**YOUR OBJECTIVE**
The word "MessageArgs" occurs in some of the lines below; copy each of those lines.
═══ DATASET EXTRACT ═══
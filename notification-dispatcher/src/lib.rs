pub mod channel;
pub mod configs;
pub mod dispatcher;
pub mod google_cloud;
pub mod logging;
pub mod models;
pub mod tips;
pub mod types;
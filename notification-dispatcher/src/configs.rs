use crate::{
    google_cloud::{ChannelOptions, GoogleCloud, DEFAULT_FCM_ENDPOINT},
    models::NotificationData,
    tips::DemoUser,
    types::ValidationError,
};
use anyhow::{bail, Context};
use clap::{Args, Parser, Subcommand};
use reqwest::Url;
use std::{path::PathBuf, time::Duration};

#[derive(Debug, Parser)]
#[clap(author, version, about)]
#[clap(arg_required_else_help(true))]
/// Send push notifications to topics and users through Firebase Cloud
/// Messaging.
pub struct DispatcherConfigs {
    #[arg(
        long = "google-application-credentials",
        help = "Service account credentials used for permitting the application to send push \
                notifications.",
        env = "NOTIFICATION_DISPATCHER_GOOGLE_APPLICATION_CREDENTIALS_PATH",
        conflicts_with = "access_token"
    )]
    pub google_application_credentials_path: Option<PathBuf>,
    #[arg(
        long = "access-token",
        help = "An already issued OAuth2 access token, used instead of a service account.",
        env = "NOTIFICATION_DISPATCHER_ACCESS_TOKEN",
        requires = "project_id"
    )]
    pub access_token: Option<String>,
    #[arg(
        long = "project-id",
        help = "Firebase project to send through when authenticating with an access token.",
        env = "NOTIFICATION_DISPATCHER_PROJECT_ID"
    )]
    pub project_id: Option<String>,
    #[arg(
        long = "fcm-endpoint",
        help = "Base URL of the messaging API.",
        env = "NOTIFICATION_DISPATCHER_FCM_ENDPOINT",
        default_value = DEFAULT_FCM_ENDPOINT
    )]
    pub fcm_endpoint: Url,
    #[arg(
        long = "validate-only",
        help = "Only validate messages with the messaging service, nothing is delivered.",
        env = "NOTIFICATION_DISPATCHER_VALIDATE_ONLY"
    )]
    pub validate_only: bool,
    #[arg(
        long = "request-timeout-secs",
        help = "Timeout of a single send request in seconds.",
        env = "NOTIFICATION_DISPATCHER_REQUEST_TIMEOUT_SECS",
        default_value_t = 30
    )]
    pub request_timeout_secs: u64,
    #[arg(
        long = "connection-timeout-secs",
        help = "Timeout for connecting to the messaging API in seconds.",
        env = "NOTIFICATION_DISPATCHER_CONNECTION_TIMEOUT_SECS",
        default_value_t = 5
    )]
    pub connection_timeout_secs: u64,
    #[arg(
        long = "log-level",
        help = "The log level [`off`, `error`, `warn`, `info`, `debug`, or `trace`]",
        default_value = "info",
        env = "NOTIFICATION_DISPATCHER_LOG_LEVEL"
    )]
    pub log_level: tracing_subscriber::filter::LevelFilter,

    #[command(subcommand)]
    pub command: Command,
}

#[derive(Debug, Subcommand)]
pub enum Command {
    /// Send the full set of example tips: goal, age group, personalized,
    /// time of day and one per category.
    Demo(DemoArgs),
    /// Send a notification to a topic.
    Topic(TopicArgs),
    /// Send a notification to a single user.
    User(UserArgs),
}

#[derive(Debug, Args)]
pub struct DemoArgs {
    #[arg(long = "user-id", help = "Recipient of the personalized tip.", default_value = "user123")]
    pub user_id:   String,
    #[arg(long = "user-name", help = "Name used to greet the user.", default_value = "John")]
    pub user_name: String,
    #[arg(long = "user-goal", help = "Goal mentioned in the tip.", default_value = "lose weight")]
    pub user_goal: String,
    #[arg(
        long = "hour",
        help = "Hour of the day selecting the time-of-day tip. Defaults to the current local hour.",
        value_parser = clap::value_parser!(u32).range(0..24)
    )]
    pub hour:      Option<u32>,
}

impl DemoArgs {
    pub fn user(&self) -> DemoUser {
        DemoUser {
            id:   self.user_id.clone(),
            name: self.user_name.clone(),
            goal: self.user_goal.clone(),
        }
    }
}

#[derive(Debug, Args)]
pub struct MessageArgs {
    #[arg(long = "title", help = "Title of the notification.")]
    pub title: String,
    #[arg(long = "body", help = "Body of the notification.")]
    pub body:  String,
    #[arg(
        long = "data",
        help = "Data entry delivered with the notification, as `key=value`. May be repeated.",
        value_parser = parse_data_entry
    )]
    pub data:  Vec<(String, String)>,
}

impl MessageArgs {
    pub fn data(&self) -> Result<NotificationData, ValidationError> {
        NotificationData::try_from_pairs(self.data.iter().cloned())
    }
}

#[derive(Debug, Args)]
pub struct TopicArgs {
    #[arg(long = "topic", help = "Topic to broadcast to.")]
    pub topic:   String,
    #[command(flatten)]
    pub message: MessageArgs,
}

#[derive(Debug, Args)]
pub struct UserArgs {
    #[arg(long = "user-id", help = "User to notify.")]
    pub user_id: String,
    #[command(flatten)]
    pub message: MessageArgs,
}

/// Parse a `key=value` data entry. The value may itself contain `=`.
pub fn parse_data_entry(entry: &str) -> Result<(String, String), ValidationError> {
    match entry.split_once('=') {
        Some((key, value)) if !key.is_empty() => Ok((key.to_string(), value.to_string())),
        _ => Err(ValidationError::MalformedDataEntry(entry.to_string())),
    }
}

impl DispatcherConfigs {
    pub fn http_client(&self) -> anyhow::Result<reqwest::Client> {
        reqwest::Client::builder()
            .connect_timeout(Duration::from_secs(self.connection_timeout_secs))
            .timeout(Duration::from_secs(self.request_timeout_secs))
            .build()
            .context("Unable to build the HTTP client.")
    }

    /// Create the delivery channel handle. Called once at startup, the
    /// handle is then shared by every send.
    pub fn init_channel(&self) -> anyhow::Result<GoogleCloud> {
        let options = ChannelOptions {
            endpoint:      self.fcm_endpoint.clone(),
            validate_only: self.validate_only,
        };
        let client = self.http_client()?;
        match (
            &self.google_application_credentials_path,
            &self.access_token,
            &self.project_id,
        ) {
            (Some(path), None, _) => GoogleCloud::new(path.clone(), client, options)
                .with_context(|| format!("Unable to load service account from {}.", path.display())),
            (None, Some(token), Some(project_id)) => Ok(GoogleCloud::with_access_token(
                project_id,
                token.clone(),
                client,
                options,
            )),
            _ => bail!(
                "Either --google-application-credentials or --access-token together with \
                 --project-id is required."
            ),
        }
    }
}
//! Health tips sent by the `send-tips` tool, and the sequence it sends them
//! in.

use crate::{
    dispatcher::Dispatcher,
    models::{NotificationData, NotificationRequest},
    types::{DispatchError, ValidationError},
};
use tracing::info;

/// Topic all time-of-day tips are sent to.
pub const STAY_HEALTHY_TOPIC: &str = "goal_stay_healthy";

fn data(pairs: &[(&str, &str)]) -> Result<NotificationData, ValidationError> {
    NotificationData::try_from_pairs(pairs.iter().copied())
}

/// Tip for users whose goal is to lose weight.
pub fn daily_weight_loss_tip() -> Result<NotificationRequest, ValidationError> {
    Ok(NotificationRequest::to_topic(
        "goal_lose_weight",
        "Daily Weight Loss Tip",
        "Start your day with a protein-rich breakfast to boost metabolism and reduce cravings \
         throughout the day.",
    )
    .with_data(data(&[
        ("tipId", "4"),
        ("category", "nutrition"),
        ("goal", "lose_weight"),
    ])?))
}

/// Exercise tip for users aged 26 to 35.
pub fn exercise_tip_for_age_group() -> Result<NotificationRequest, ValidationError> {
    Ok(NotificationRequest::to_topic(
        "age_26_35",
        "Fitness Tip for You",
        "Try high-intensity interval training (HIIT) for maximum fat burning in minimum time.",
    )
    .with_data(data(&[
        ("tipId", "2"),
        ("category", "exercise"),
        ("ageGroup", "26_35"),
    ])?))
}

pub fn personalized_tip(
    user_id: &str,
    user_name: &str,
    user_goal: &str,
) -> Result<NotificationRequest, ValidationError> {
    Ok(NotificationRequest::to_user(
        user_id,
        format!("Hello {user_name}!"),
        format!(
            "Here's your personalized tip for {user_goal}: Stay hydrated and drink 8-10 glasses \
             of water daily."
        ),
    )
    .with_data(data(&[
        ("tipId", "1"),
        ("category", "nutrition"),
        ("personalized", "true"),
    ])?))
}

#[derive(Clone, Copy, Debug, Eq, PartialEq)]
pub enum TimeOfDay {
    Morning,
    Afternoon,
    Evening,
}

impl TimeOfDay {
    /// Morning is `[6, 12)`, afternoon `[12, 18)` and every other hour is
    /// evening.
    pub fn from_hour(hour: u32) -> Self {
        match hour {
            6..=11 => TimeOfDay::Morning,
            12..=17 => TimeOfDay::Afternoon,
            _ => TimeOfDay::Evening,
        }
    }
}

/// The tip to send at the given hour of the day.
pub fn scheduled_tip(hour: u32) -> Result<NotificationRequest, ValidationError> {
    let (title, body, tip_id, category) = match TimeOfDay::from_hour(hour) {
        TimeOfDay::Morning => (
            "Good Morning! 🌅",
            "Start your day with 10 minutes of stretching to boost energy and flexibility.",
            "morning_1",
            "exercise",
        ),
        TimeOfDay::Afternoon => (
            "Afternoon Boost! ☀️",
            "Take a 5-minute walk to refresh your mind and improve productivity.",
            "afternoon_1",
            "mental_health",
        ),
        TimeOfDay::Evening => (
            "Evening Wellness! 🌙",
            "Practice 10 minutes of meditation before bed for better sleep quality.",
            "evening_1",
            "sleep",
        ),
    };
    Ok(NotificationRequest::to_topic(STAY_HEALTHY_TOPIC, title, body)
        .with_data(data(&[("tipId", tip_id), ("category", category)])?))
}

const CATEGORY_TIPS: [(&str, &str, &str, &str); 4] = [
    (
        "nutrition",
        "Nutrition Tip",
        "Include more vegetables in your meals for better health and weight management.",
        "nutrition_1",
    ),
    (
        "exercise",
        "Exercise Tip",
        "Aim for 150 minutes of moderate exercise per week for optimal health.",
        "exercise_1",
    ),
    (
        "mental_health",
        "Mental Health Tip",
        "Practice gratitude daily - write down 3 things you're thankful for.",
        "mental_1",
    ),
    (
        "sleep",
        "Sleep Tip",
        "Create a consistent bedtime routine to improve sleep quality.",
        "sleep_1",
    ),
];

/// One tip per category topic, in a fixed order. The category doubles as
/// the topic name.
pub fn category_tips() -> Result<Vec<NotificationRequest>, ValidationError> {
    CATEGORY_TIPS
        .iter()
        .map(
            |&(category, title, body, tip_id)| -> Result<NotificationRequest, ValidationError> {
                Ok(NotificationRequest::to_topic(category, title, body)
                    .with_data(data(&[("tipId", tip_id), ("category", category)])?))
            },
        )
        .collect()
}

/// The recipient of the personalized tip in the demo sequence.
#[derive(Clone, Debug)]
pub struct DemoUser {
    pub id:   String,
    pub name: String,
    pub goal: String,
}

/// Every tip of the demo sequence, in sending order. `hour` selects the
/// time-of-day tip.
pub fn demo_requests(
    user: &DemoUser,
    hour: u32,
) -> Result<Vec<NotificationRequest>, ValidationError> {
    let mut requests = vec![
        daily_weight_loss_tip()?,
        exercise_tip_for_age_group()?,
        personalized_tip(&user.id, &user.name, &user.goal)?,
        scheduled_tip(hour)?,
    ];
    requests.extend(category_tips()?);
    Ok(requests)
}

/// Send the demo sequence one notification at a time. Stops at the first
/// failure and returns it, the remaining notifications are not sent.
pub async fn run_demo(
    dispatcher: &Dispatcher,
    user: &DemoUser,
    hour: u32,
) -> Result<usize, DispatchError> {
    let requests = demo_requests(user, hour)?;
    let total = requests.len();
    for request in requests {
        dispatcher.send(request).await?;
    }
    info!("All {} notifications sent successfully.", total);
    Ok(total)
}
═══
═══ DATASET EXTRACT ═══
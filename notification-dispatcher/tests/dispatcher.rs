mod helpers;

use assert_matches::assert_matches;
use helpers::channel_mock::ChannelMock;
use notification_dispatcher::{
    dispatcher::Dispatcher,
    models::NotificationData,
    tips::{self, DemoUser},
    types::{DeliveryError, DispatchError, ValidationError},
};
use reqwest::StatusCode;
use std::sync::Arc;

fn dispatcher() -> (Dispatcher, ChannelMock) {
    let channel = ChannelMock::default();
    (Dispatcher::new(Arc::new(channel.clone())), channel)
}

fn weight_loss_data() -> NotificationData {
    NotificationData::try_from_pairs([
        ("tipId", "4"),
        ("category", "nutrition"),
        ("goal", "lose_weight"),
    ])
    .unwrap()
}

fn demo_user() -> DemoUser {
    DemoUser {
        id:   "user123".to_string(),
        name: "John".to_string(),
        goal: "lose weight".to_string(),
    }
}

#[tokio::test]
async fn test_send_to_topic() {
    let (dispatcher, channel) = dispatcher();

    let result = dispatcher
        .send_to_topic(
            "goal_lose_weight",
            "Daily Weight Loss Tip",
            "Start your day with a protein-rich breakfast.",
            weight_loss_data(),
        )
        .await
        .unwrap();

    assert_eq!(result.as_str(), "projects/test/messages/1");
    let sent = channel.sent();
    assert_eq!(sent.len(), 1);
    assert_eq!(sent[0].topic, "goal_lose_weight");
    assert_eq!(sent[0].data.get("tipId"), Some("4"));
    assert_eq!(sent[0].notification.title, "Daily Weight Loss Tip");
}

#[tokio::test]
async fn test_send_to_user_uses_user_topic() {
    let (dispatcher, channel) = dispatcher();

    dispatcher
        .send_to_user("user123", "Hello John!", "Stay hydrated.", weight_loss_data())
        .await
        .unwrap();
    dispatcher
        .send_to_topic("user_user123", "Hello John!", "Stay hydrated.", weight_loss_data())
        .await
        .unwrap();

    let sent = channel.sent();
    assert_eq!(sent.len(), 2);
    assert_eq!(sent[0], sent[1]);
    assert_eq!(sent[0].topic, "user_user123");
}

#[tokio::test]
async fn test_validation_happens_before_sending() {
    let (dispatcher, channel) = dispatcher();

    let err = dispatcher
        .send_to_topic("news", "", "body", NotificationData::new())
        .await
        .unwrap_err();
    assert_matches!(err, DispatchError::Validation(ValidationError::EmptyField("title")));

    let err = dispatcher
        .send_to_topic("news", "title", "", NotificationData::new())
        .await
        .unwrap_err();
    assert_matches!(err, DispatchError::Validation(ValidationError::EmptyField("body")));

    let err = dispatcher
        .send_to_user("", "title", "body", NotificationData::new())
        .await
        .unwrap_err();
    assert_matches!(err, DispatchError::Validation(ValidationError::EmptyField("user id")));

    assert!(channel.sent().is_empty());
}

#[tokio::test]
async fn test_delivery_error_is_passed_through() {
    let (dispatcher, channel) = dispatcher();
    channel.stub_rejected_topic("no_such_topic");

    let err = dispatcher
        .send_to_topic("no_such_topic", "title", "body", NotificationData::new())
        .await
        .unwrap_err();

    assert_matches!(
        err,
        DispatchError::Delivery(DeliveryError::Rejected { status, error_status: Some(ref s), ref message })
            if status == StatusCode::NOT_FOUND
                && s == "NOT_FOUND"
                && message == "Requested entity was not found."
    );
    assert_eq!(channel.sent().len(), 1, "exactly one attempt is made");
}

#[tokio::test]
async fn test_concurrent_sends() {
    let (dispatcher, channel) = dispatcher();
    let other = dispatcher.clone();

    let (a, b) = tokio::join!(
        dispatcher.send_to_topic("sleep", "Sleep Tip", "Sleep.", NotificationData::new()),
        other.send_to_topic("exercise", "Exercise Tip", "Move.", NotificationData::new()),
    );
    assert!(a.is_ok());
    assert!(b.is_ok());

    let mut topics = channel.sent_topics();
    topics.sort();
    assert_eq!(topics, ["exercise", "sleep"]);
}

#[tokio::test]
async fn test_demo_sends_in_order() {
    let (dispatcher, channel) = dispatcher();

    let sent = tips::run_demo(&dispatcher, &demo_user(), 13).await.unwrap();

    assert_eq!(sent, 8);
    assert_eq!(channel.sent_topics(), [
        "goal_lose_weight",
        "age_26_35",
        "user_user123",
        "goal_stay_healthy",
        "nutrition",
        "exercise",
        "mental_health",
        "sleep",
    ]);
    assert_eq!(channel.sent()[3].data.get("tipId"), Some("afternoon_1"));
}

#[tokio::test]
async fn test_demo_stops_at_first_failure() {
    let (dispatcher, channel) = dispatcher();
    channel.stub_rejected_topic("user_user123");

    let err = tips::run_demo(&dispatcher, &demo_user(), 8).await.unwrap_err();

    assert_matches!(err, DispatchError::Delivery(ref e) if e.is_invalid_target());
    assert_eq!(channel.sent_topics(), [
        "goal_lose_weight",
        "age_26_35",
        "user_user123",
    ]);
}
═══
═══ DATASET EXTRACT ═══
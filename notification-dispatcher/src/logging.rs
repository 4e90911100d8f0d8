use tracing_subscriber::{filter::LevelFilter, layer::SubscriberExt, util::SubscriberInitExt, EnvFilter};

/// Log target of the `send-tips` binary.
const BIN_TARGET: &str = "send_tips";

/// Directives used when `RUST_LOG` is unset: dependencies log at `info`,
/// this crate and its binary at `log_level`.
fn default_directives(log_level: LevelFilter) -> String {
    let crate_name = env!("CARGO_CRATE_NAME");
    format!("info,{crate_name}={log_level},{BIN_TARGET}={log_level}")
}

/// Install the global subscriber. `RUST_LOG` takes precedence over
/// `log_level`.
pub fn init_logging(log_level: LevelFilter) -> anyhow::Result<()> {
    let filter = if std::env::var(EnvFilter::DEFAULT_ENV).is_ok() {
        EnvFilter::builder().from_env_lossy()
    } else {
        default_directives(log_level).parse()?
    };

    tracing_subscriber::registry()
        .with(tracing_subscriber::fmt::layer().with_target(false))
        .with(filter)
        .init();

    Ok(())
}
═══
**TASK SOLUTION**
pub struct MessageArgs {
impl MessageArgs {
    pub message: MessageArgs,
    pub message: MessageArgs,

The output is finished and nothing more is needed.